**What is required**
Please report how many lines of the data include the word "CompileOutcome", with the number as the entire reply.

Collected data
>>>>

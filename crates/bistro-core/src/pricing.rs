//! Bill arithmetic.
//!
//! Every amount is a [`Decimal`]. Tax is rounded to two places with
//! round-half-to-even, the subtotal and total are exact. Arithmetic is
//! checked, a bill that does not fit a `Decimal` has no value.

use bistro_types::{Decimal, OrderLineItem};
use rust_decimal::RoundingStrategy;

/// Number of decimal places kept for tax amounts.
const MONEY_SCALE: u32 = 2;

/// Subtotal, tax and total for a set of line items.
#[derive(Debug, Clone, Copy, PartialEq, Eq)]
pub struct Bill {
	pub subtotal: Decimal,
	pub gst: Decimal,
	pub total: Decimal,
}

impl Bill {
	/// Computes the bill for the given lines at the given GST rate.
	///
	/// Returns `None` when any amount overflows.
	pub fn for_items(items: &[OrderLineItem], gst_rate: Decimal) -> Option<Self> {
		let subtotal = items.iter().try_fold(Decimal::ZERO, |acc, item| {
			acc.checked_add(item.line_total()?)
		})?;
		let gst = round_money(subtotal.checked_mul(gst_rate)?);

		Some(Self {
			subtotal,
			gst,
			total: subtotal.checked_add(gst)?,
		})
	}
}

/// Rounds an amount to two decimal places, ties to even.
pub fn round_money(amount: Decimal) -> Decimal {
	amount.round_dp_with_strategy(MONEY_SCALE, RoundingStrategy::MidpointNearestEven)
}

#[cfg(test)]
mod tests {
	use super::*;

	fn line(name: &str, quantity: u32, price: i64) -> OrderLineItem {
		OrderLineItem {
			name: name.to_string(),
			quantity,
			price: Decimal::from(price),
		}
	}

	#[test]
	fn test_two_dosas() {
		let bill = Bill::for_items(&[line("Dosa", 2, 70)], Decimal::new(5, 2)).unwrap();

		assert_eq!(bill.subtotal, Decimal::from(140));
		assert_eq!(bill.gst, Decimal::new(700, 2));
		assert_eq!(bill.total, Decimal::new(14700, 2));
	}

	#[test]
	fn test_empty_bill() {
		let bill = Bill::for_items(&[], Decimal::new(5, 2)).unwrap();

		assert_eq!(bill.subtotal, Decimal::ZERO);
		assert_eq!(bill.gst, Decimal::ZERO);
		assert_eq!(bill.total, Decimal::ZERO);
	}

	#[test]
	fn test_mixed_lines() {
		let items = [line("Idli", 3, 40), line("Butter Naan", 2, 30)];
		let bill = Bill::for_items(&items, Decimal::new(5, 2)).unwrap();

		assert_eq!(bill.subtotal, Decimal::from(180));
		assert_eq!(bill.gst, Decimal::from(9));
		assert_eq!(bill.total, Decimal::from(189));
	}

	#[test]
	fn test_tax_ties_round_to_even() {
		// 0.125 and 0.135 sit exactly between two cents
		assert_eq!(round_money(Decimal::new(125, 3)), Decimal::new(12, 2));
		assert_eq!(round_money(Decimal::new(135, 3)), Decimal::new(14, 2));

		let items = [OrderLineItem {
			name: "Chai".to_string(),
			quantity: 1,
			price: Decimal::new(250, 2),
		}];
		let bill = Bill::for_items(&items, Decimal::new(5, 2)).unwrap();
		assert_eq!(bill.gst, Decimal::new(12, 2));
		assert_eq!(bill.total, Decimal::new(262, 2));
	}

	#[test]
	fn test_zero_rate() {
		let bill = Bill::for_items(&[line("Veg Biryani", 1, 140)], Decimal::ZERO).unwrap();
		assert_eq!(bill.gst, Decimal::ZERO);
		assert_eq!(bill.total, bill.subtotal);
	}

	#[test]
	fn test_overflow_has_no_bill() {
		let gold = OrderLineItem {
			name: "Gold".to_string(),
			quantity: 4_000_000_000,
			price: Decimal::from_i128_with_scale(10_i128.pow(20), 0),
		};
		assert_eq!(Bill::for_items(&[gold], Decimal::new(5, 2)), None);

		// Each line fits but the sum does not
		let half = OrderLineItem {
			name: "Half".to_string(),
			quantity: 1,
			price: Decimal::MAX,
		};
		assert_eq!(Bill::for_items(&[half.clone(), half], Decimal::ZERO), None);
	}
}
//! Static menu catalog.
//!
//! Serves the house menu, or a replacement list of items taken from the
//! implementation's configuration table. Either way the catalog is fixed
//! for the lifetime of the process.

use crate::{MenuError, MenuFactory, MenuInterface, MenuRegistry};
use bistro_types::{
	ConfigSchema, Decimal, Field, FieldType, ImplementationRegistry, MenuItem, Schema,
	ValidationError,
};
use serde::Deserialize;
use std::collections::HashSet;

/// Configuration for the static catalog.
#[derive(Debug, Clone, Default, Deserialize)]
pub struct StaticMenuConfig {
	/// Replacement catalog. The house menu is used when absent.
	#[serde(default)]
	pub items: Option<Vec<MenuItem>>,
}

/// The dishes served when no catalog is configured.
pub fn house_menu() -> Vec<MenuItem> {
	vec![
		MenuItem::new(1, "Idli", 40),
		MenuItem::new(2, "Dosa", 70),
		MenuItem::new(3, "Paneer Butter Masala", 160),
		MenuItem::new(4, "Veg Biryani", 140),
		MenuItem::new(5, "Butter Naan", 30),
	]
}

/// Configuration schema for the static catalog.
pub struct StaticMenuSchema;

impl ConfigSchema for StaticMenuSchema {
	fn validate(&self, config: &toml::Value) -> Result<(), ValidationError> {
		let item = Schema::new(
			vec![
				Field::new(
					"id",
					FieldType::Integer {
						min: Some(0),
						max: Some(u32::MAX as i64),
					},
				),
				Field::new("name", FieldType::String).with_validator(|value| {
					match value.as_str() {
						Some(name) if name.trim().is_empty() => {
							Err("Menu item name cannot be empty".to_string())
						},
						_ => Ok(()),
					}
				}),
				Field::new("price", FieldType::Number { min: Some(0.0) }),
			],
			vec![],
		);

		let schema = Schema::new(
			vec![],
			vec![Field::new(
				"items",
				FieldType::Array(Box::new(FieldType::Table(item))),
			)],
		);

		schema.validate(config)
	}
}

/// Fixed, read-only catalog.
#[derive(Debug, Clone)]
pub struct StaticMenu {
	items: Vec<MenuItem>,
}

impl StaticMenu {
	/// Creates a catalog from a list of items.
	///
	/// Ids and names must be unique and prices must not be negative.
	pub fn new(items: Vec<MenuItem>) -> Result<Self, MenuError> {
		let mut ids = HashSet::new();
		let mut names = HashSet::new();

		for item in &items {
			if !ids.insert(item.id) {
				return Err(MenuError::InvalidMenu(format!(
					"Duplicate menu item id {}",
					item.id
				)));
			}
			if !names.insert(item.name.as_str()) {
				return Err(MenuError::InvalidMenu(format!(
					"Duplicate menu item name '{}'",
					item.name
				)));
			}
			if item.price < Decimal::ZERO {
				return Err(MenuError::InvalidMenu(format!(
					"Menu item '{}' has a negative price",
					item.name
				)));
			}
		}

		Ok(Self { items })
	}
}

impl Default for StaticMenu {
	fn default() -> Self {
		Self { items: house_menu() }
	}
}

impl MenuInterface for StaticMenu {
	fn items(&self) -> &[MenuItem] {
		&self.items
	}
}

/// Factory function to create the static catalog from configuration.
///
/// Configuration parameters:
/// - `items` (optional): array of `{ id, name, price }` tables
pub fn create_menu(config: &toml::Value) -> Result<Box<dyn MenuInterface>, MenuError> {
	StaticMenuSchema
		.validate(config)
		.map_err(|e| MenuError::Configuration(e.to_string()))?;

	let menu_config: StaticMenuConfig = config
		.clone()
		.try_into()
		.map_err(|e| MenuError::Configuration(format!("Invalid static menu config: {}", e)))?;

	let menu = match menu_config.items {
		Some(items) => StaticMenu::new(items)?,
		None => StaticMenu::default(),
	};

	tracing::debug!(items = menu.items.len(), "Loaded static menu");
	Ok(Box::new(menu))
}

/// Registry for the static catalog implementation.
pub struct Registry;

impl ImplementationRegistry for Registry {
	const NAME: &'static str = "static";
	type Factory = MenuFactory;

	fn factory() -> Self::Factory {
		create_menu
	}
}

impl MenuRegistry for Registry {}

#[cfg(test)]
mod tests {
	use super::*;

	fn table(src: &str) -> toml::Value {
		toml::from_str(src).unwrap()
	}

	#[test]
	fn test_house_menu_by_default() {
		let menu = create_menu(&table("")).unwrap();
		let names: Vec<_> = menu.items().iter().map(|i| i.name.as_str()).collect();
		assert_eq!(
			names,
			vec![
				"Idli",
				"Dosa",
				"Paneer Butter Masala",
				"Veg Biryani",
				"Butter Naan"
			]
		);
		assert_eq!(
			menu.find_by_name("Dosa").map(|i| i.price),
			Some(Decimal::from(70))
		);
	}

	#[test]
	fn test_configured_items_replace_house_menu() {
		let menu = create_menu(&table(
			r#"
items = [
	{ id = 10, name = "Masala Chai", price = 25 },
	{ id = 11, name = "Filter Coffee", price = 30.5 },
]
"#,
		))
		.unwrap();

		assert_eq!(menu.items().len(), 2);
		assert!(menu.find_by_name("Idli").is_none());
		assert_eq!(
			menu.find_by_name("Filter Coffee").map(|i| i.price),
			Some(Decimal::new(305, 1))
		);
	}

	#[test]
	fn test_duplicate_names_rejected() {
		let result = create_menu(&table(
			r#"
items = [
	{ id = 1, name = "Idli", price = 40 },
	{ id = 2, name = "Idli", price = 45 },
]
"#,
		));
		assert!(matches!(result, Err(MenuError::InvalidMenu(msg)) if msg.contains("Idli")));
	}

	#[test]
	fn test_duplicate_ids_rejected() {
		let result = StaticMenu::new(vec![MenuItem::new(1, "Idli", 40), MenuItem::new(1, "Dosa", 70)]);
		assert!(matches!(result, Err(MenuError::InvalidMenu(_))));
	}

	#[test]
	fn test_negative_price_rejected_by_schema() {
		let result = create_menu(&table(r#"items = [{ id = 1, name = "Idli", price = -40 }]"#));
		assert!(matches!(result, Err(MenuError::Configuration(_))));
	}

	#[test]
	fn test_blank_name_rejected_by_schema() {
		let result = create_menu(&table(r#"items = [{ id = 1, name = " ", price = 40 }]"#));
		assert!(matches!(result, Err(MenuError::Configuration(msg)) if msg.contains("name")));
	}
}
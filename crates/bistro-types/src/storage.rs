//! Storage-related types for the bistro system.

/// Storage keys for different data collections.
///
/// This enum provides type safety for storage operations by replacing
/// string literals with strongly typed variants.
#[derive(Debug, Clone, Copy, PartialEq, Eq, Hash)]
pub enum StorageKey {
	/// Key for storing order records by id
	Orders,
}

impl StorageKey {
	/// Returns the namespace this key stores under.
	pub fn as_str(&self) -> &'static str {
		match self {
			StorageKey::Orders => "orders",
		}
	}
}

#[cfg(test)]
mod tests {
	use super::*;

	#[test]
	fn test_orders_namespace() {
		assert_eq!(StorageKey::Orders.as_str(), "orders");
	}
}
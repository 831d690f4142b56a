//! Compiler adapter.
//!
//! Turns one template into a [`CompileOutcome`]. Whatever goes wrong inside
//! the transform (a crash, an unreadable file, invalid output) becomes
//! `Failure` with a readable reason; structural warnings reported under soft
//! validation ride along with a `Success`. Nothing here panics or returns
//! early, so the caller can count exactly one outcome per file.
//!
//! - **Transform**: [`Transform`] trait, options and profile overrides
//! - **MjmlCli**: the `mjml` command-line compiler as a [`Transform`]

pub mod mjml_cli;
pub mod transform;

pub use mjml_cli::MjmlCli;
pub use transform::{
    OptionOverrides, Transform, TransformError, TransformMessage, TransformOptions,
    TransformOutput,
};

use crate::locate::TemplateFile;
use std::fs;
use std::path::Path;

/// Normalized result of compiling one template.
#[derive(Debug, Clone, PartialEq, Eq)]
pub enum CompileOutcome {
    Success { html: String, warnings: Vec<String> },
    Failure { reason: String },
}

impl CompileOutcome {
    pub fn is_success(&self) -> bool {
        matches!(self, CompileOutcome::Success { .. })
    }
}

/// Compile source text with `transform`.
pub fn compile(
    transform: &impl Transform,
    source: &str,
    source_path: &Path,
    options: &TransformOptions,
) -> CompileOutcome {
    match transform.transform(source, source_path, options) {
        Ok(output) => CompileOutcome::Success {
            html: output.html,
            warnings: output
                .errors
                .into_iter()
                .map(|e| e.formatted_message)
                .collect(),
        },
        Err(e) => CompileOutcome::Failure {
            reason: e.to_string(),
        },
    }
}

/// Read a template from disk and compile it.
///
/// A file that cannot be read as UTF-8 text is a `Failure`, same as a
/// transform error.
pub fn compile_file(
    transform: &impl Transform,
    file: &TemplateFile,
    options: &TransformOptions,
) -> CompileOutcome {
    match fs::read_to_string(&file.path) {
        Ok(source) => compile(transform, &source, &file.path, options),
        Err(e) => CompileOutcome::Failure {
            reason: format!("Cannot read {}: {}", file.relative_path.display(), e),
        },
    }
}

<<<<

**Written response**
9